Knight Rider, die 1980er, die Alster-Studios und die Synchronisation

Knight Rider, die 1980er, die Alster-Studios und die Synchronisation

Von Martin Schowanek

Es war im Sommer des Jahres 1985, als sich der Privatsender RTL (damals noch RTLplus mit Firmensitz in Luxemburg) auf der alljährlich in Los Angeles stattfindenden Messe „L.A. Screenings“, wo die größten amerikanischen TV-Stationen und Studios ihre Produktionen zum Verkauf anbieten, die Ausstrahlungsrechte an KNIGHT RIDER sicherte. Die Serie, die erst zum Geheimtipp und später zum Kult werden sollte, war die erste große Serienattraktion des damals noch jungen Senders.

Nicht zuletzt der in Deutschland durchschlagende Erfolg machte David Hasselhoff zum Star. Nachdem er in einer weiteren Kultserie (nämlich BAYWATCH) eine sehr ähnlich gestrickte Rolle spielte, durfte er sogar durch sein Lied „Looking For Freedom“ die Berliner Mauer zum Einsturz singen, wie es eine charmante Legende will.
Kabelfernsehen war Anfang der 1980er noch kaum verbreitet, so dass die Erstausstrahlung von KNIGHT RIDER de facto unter Ausschluss der Öffentlichkeit stattfand. Die meisten hatten zunächst nur durch den auf Video erschienenen Pilotfilm Zugang zu der Serie.

Glücklicherweise war es aber üblich, dass TV-Serien schon nach kürzester Zeit mehrfach wiederholt wurden. Auch die Zahl der Haushalte mit Kabelanschluss stieg gegen Ende des Jahrzehnts deutlich an, so dass immer mehr Zuschauer in den Genuss der Abenteuer des einsamen Rächers mit dem Superauto kommen konnten. In Süddeutschland hatte man zudem das Privileg die Serie im österreichischen Fernsehen verfolgen zu können, wo viele Produktionen, die hierzulande nur im Privatfernsehen liefen, über Antenne ausgestrahlt wurden.
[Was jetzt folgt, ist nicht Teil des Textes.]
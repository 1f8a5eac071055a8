//! Project-relative paths and version gating.
//!
//! A [`ProjectPath`] is the identity of a directory or file inside the
//! project: slash-rooted, slash-separated, independent of host filesystem
//! conventions. All cross-directory references in configuration (imports,
//! watch lists, ordering hints) are expressed as project paths.
//!
//! [`VersionSpec`] implements the `required_version` constraint grammar used
//! by the root configuration block (`=`, `!=`, `>`, `>=`, `<`, `<=`, `~>`
//! and comma-joined AND lists).

use crate::error::{Result, TerrastackError};
use serde::{Deserialize, Serialize};
use std::path::{Component, Path, PathBuf};

/// A slash-rooted path relative to the project root.
///
/// The root itself is `/`. Paths never carry a trailing slash (except the
/// root), never contain `.` or `..` components, and compare
/// lexicographically, which gives the canonical enumeration order for
/// stacks.
#[derive(Debug, Clone, PartialEq, Eq, PartialOrd, Ord, Hash, Serialize, Deserialize)]
#[serde(transparent)]
pub struct ProjectPath(String);

impl ProjectPath {
    /// The project root path, `/`.
    #[must_use]
    pub fn root() -> Self {
        Self("/".to_string())
    }

    /// Builds a project path from a slash-rooted string.
    ///
    /// # Errors
    ///
    /// Returns `Internal` if the string is not rooted or contains `.`/`..`
    /// components.
    pub fn new(path: &str) -> Result<Self> {
        if !path.starts_with('/') {
            return Err(TerrastackError::internal(format!(
                "project path '{path}' must start with '/'"
            )));
        }
        if path.split('/').any(|c| c == "." || c == "..") {
            return Err(TerrastackError::internal(format!(
                "project path '{path}' must not contain '.' or '..'"
            )));
        }
        let trimmed = path.trim_end_matches('/');
        if trimmed.is_empty() {
            return Ok(Self::root());
        }
        Ok(Self(trimmed.to_string()))
    }

    /// Converts a host path under `root` into a project path.
    ///
    /// Returns `None` when `host` is not inside `root`.
    #[must_use]
    pub fn from_host(root: &Path, host: &Path) -> Option<Self> {
        let rel = host.strip_prefix(root).ok()?;
        let mut path = String::new();
        for comp in rel.components() {
            match comp {
                Component::Normal(name) => {
                    path.push('/');
                    path.push_str(&name.to_string_lossy());
                }
                Component::CurDir => {}
                _ => return None,
            }
        }
        if path.is_empty() {
            Some(Self::root())
        } else {
            Some(Self(path))
        }
    }

    /// Maps this project path back onto the host filesystem under `root`.
    #[must_use]
    pub fn to_host(&self, root: &Path) -> PathBuf {
        let mut out = root.to_path_buf();
        for comp in self.components() {
            out.push(comp);
        }
        out
    }

    /// Whether this is the project root.
    #[must_use]
    pub fn is_root(&self) -> bool {
        self.0 == "/"
    }

    /// The path as a string, always starting with `/`.
    #[must_use]
    pub fn as_str(&self) -> &str {
        &self.0
    }

    /// Path components, excluding the root.
    pub fn components(&self) -> impl Iterator<Item = &str> {
        self.0.split('/').filter(|c| !c.is_empty())
    }

    /// Number of components below the root.
    #[must_use]
    pub fn depth(&self) -> usize {
        self.components().count()
    }

    /// The last component, or `/` for the root.
    #[must_use]
    pub fn basename(&self) -> &str {
        self.0.rsplit('/').next().filter(|s| !s.is_empty()).unwrap_or("/")
    }

    /// The parent directory, or `None` for the root.
    #[must_use]
    pub fn parent(&self) -> Option<Self> {
        if self.is_root() {
            return None;
        }
        match self.0.rfind('/') {
            Some(0) => Some(Self::root()),
            Some(idx) => Some(Self(self.0[..idx].to_string())),
            None => None,
        }
    }

    /// Appends a single child component.
    #[must_use]
    pub fn join(&self, name: &str) -> Self {
        if self.is_root() {
            Self(format!("/{name}"))
        } else {
            Self(format!("{}/{name}", self.0))
        }
    }

    /// Whether `self` equals `other` or lies underneath it (directory
    /// boundary aware: `/ab` is not inside `/a`).
    #[must_use]
    pub fn is_inside(&self, other: &Self) -> bool {
        if other.is_root() {
            return true;
        }
        self.0 == other.0
            || (self.0.starts_with(&other.0) && self.0.as_bytes().get(other.0.len()) == Some(&b'/'))
    }

    /// The path relative to the root, without a leading slash. Empty for
    /// the root itself.
    #[must_use]
    pub fn relative(&self) -> &str {
        self.0.trim_start_matches('/')
    }

    /// A `..`-chain from this directory back up to the root (`.` for the
    /// root itself).
    #[must_use]
    pub fn to_root(&self) -> String {
        let depth = self.depth();
        if depth == 0 {
            return ".".to_string();
        }
        let mut out = String::new();
        for i in 0..depth {
            if i > 0 {
                out.push('/');
            }
            out.push_str("..");
        }
        out
    }

    /// The chain of directories from the root down to (and including) this
    /// path.
    #[must_use]
    pub fn chain_from_root(&self) -> Vec<Self> {
        let mut chain = vec![Self::root()];
        let mut cur = Self::root();
        for comp in self.components() {
            cur = cur.join(comp);
            chain.push(cur.clone());
        }
        chain
    }

    /// Resolves a `./`- or `../`-relative reference against this directory,
    /// staying inside the project. Returns `None` when the reference climbs
    /// above the root.
    #[must_use]
    pub fn resolve_relative(&self, reference: &str) -> Option<Self> {
        let mut parts: Vec<String> = self.components().map(str::to_string).collect();
        for seg in reference.split('/') {
            match seg {
                "" | "." => {}
                ".." => {
                    parts.pop()?;
                }
                name => parts.push(name.to_string()),
            }
        }
        let mut out = Self::root();
        for part in parts {
            out = out.join(&part);
        }
        Some(out)
    }
}

impl std::fmt::Display for ProjectPath {
    fn fmt(&self, f: &mut std::fmt::Formatter<'_>) -> std::fmt::Result {
        write!(f, "{}", self.0)
    }
}

/// A `required_version` constraint.
///
/// The constraint is a comma-separated conjunction of clauses, each an
/// operator (`=`, `!=`, `>`, `>=`, `<`, `<=`, `~>`; bare versions mean
/// `=`) applied to a version that may spell out one, two or three
/// numeric segments (`1`, `1.2`, `1.2.3`).
#[derive(Debug, Clone, PartialEq, Eq, Serialize, Deserialize)]
pub struct VersionSpec {
    raw: String,
    clauses: Vec<Clause>,
}

/// One clause of a [`VersionSpec`].
#[derive(Debug, Clone, PartialEq, Eq, Serialize, Deserialize)]
struct Clause {
    op: ConstraintOp,
    version: semver::Version,
    /// How many segments the clause wrote out. A `~>` clause pins every
    /// segment above the last written one.
    segments: usize,
}

#[derive(Debug, Clone, Copy, PartialEq, Eq, Serialize, Deserialize)]
enum ConstraintOp {
    Eq,
    Neq,
    Gt,
    Gte,
    Lt,
    Lte,
    Tilde,
}

/// Operator tokens, two-character tokens first so `>=` is never read as
/// `>` followed by garbage.
const OPERATORS: &[(&str, ConstraintOp)] = &[
    ("~>", ConstraintOp::Tilde),
    (">=", ConstraintOp::Gte),
    ("<=", ConstraintOp::Lte),
    ("!=", ConstraintOp::Neq),
    (">", ConstraintOp::Gt),
    ("<", ConstraintOp::Lt),
    ("=", ConstraintOp::Eq),
];

impl VersionSpec {
    /// Parses a constraint string.
    ///
    /// # Errors
    ///
    /// `UnsupportedVersion` when a clause is malformed.
    pub fn parse(input: &str) -> Result<Self> {
        let clauses = input
            .split(',')
            .map(str::trim)
            .filter(|clause| !clause.is_empty())
            .map(Clause::parse)
            .collect::<Result<Vec<_>>>()?;
        Ok(Self { raw: input.to_string(), clauses })
    }

    /// The constraint as written in the configuration.
    #[must_use]
    pub fn raw(&self) -> &str {
        &self.raw
    }

    /// Whether `candidate` satisfies every clause.
    #[must_use]
    pub fn is_satisfied_by(&self, candidate: &semver::Version) -> bool {
        self.clauses.iter().all(|clause| clause.admits(candidate))
    }
}

impl Clause {
    fn parse(clause: &str) -> Result<Self> {
        let (op, version_text) = OPERATORS
            .iter()
            .find_map(|(token, op)| clause.strip_prefix(token).map(|rest| (*op, rest)))
            .unwrap_or((ConstraintOp::Eq, clause));
        let (version, segments) = read_version(version_text.trim())?;
        Ok(Self { op, version, segments })
    }

    fn admits(&self, candidate: &semver::Version) -> bool {
        match self.op {
            ConstraintOp::Eq => candidate == &self.version,
            ConstraintOp::Neq => candidate != &self.version,
            ConstraintOp::Gt => candidate > &self.version,
            ConstraintOp::Gte => candidate >= &self.version,
            ConstraintOp::Lt => candidate < &self.version,
            ConstraintOp::Lte => candidate <= &self.version,
            ConstraintOp::Tilde => {
                candidate >= &self.version && candidate < &self.tilde_ceiling()
            }
        }
    }

    /// The first version a `~>` clause no longer admits: the written
    /// version with its second-to-last segment bumped. `~> 1.2.3` stops
    /// at 1.3.0; `~> 1.2` and `~> 1` stop at 2.0.0.
    fn tilde_ceiling(&self) -> semver::Version {
        let v = &self.version;
        if self.segments >= 3 {
            semver::Version::new(v.major, v.minor + 1, 0)
        } else {
            semver::Version::new(v.major + 1, 0, 0)
        }
    }
}

/// Reads a version of up to three dot-separated numeric segments,
/// returning it alongside the number of segments written. Missing
/// segments default to zero; the final segment may carry a prerelease
/// tag (`1.0.0-rc1`); a leading `v` is tolerated.
fn read_version(text: &str) -> Result<(semver::Version, usize)> {
    let malformed = || TerrastackError::UnsupportedVersion {
        constraint: text.to_string(),
        version: "clause does not contain a version number".to_string(),
    };

    let digits = text.strip_prefix('v').unwrap_or(text);
    if digits.is_empty() {
        return Err(malformed());
    }
    let (core, tag) = match digits.split_once('-') {
        Some((core, tag)) => (core, Some(tag)),
        None => (digits, None),
    };

    let mut numbers = [0u64; 3];
    let mut segments = 0;
    for segment in core.split('.') {
        if segments == 3 {
            return Err(malformed());
        }
        numbers[segments] = segment.parse().map_err(|_| malformed())?;
        segments += 1;
    }

    let mut version = semver::Version::new(numbers[0], numbers[1], numbers[2]);
    if let Some(tag) = tag {
        version.pre = semver::Prerelease::new(tag).map_err(|_| malformed())?;
    }
    Ok((version, segments))
}

/// Check a `required_version` constraint against the running crate version.
///
/// # Errors
///
/// Returns `UnsupportedVersion` on mismatch or malformed constraint.
pub fn check_required_version(constraint: &str) -> Result<()> {
    let spec = VersionSpec::parse(constraint)?;
    let version = semver::Version::parse(env!("CARGO_PKG_VERSION"))
        .map_err(|e| TerrastackError::internal(format!("bad crate version: {e}")))?;
    if spec.is_satisfied_by(&version) {
        Ok(())
    } else {
        Err(TerrastackError::UnsupportedVersion {
            constraint: constraint.to_string(),
            version: version.to_string(),
        })
    }
}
Dass eine amerikanische TV-Serie innerhalb kurzer Zeit den Weg ins deutsche Fernsehen fand, war, anders als heute, keineswegs der Normalfall. Viele Serien wurden entweder gar nicht erst eingekauft oder man zeigte nur ausgewählte Folgen in meist willkürlicher Reihenfolge. Dadurch, dass KNIGHT RIDER bei einem Privatsender gelandet war, entging die Serie wohl diesem Schicksal. Alle Folgen wurden ausgestrahlt und das in gleicher Abfolge wie in ihrem Herkunftsland.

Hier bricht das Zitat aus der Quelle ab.